═══ Records supplied
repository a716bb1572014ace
//! Read-only progress projection of a job record.

use serde::{Deserialize, Serialize};

use bulkmsg_core::JobId;

use crate::action::JobAction;
use crate::job::{BulkJob, JobStatus};

/// What a polling client needs to render a job's progress.
#[derive(Debug, Clone, PartialEq, Eq, Serialize, Deserialize)]
pub struct ProgressSnapshot {
    pub job_id: JobId,
    pub status: JobStatus,
    pub status_code: i16,
    pub status_label: String,
    pub sent_count: u64,
    pub failed_count: u64,
    pub recipient_count: u64,
    pub percentage: u64,
    /// Clients stop polling once this is true.
    pub terminal: bool,
    pub actions: Vec<JobAction>,
}

impl ProgressSnapshot {
    pub fn of(job: &BulkJob) -> Self {
        Self {
            job_id: job.id,
            status: job.status,
            status_code: job.status.code(),
            status_label: job.status.label().to_string(),
            sent_count: job.sent_count,
            failed_count: job.failed_count,
            recipient_count: job.recipient_count,
            percentage: percentage(job.processed(), job.recipient_count),
            terminal: job.status.is_terminal(),
            actions: job.status.available_actions(),
        }
    }
}

/// round((processed / count) * 100), half rounding up, 0 when `count` is 0.
///
/// Not clamped: duplicate deliveries can push the value past 100.
pub fn percentage(processed: u64, count: u64) -> u64 {
    if count == 0 {
        return 0;
    }
    let processed = processed as u128;
    let count = count as u128;
    ((200 * processed + count) / (2 * count)) as u64
}
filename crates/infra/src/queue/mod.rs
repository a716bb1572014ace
//! Task queue for batch units, with retry, backoff, and dead-letter handling.
//!
//! ## Design
//!
//! - At-least-once: a unit that fails with an infrastructure error is retried
//! - Retry policy with fixed, linear or exponential backoff
//! - Dead-letter queue for units that exhausted their retries
//! - `purge_pending` removes not-yet-started units of one job
//!
//! ## Components
//!
//! - `Task`: a batch unit plus attempt bookkeeping
//! - `TaskQueue`: the queue boundary (in-memory implementation provided)
//! - `DeadLetterEntry`: failed tasks kept for inspection

pub mod store;
pub mod types;

pub use store::{FailureDisposition, InMemoryTaskQueue, QueueStats, TaskQueue, TaskQueueError};
pub use types::{
    BackoffStrategy, DeadLetterEntry, RetryPolicy, Task, TaskAttemptRecord, TaskId, TaskStatus,
};
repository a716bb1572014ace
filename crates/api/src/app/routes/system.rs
use axum::http::StatusCode;

pub async fn health() -> StatusCode {
    StatusCode::OK
}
══════
Work required — Every entry above should be retyped exactly as it appears.

Solution to this task —
repository a716bb1572014ace
//! Read-only progress projection of a job record.

use serde::{Deserialize, Serialize};

use bulkmsg_core::JobId;

use crate::action::JobAction;
use crate::job::{BulkJob, JobStatus};

/// What a polling client needs to render a job's progress.
#[derive(Debug, Clone, PartialEq, Eq, Serialize, Deserialize)]
pub struct ProgressSnapshot {
    pub job_id: JobId,
    pub status: JobStatus,
    pub status_code: i16,
    pub status_label: String,
    pub sent_count: u64,
    pub failed_count: u64,
    pub recipient_count: u64,
    pub percentage: u64,
    /// Clients stop polling once this is true.
    pub terminal: bool,
    pub actions: Vec<JobAction>,
}

impl ProgressSnapshot {
    pub fn of(job: &BulkJob) -> Self {
        Self {
            job_id: job.id,
            status: job.status,
            status_code: job.status.code(),
            status_label: job.status.label().to_string(),
            sent_count: job.sent_count,
            failed_count: job.failed_count,
            recipient_count: job.recipient_count,
            percentage: percentage(job.processed(), job.recipient_count),
            terminal: job.status.is_terminal(),
            actions: job.status.available_actions(),
        }
    }
}

/// round((processed / count) * 100), half rounding up, 0 when `count` is 0.
///
/// Not clamped: duplicate deliveries can push the value past 100.
pub fn percentage(processed: u64, count: u64) -> u64 {
    if count == 0 {
        return 0;
    }
    let processed = processed as u128;
    let count = count as u128;
    ((200 * processed + count) / (2 * count)) as u64
}
filename crates/infra/src/queue/mod.rs
repository a716bb1572014ace
//! Task queue for batch units, with retry, backoff, and dead-letter handling.
//!
//! ## Design
//!
//! - At-least-once: a unit that fails with an infrastructure error is retried
//! - Retry policy with fixed, linear or exponential backoff
//! - Dead-letter queue for units that exhausted their retries
//! - `purge_pending` removes not-yet-started units of one job
//!
//! ## Components
//!
//! - `Task`: a batch unit plus attempt bookkeeping
//! - `TaskQueue`: the queue boundary (in-memory implementation provided)
//! - `DeadLetterEntry`: failed tasks kept for inspection

pub mod store;
pub mod types;

pub use store::{FailureDisposition, InMemoryTaskQueue, QueueStats, TaskQueue, TaskQueueError};
pub use types::{
    BackoffStrategy, DeadLetterEntry, RetryPolicy, Task, TaskAttemptRecord, TaskId, TaskStatus,
};
repository a716bb1572014ace
filename crates/api/src/app/routes/system.rs
use axum::http::StatusCode;

pub async fn health() -> StatusCode {
    StatusCode::OK
}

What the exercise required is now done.